STUDY MATERIAL:

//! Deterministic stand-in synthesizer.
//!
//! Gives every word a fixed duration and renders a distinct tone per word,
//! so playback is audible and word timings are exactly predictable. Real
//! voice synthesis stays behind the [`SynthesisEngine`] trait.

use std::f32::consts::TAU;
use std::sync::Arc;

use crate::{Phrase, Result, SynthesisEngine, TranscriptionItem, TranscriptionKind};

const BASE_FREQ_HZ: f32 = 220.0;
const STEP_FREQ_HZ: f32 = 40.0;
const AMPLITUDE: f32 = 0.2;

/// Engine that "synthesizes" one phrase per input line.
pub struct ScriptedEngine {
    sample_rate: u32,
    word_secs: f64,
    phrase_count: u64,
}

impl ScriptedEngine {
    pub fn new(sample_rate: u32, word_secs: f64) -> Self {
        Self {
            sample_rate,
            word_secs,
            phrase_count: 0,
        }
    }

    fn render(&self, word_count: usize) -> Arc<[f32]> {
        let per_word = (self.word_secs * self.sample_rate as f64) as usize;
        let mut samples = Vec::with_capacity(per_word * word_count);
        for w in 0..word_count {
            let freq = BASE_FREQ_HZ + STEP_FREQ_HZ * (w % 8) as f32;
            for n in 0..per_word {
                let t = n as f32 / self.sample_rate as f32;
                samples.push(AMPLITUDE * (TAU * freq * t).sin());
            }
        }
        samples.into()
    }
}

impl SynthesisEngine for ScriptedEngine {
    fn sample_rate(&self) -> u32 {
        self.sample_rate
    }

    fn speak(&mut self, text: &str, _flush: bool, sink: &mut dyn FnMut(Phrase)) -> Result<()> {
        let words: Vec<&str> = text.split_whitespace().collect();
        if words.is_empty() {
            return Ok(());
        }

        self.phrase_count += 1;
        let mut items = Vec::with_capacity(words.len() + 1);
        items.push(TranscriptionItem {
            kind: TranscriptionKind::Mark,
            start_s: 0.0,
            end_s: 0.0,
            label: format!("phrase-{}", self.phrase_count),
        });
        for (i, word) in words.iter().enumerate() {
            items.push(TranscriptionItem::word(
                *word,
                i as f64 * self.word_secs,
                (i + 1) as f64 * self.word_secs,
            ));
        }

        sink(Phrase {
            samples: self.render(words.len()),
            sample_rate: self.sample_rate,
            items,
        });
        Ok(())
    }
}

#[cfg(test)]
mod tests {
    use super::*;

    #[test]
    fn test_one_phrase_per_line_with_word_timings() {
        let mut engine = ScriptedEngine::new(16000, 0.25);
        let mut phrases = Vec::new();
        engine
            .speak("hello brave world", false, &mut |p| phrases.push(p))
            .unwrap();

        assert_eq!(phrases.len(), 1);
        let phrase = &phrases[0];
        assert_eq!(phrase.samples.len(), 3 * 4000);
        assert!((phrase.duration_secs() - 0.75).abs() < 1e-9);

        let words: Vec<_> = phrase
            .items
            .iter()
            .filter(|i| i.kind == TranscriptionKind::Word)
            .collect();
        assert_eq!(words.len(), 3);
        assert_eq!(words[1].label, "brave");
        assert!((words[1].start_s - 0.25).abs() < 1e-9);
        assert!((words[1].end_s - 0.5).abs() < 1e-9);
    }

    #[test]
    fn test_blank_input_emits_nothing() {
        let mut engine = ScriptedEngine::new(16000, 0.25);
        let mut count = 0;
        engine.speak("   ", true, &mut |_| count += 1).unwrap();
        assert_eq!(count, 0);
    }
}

WORK ORDER: Reproduce verbatim the range of lines that opens the records and closes with the line containing "fn speak(&mut self, text: &str, _flush: bool, sink: &mut". Omit everything after it.

REPLY TO THE EXERCISE:
//! Deterministic stand-in synthesizer.
//!
//! Gives every word a fixed duration and renders a distinct tone per word,
//! so playback is audible and word timings are exactly predictable. Real
//! voice synthesis stays behind the [`SynthesisEngine`] trait.

use std::f32::consts::TAU;
use std::sync::Arc;

use crate::{Phrase, Result, SynthesisEngine, TranscriptionItem, TranscriptionKind};

const BASE_FREQ_HZ: f32 = 220.0;
const STEP_FREQ_HZ: f32 = 40.0;
const AMPLITUDE: f32 = 0.2;

/// Engine that "synthesizes" one phrase per input line.
pub struct ScriptedEngine {
    sample_rate: u32,
    word_secs: f64,
    phrase_count: u64,
}

impl ScriptedEngine {
    pub fn new(sample_rate: u32, word_secs: f64) -> Self {
        Self {
            sample_rate,
            word_secs,
            phrase_count: 0,
        }
    }

    fn render(&self, word_count: usize) -> Arc<[f32]> {
        let per_word = (self.word_secs * self.sample_rate as f64) as usize;
        let mut samples = Vec::with_capacity(per_word * word_count);
        for w in 0..word_count {
            let freq = BASE_FREQ_HZ + STEP_FREQ_HZ * (w % 8) as f32;
            for n in 0..per_word {
                let t = n as f32 / self.sample_rate as f32;
                samples.push(AMPLITUDE * (TAU * freq * t).sin());
            }
        }
        samples.into()
    }
}

impl SynthesisEngine for ScriptedEngine {
    fn sample_rate(&self) -> u32 {
        self.sample_rate
    }

    fn speak(&mut self, text: &str, _flush: bool, sink: &mut dyn FnMut(Phrase)) -> Result<()> {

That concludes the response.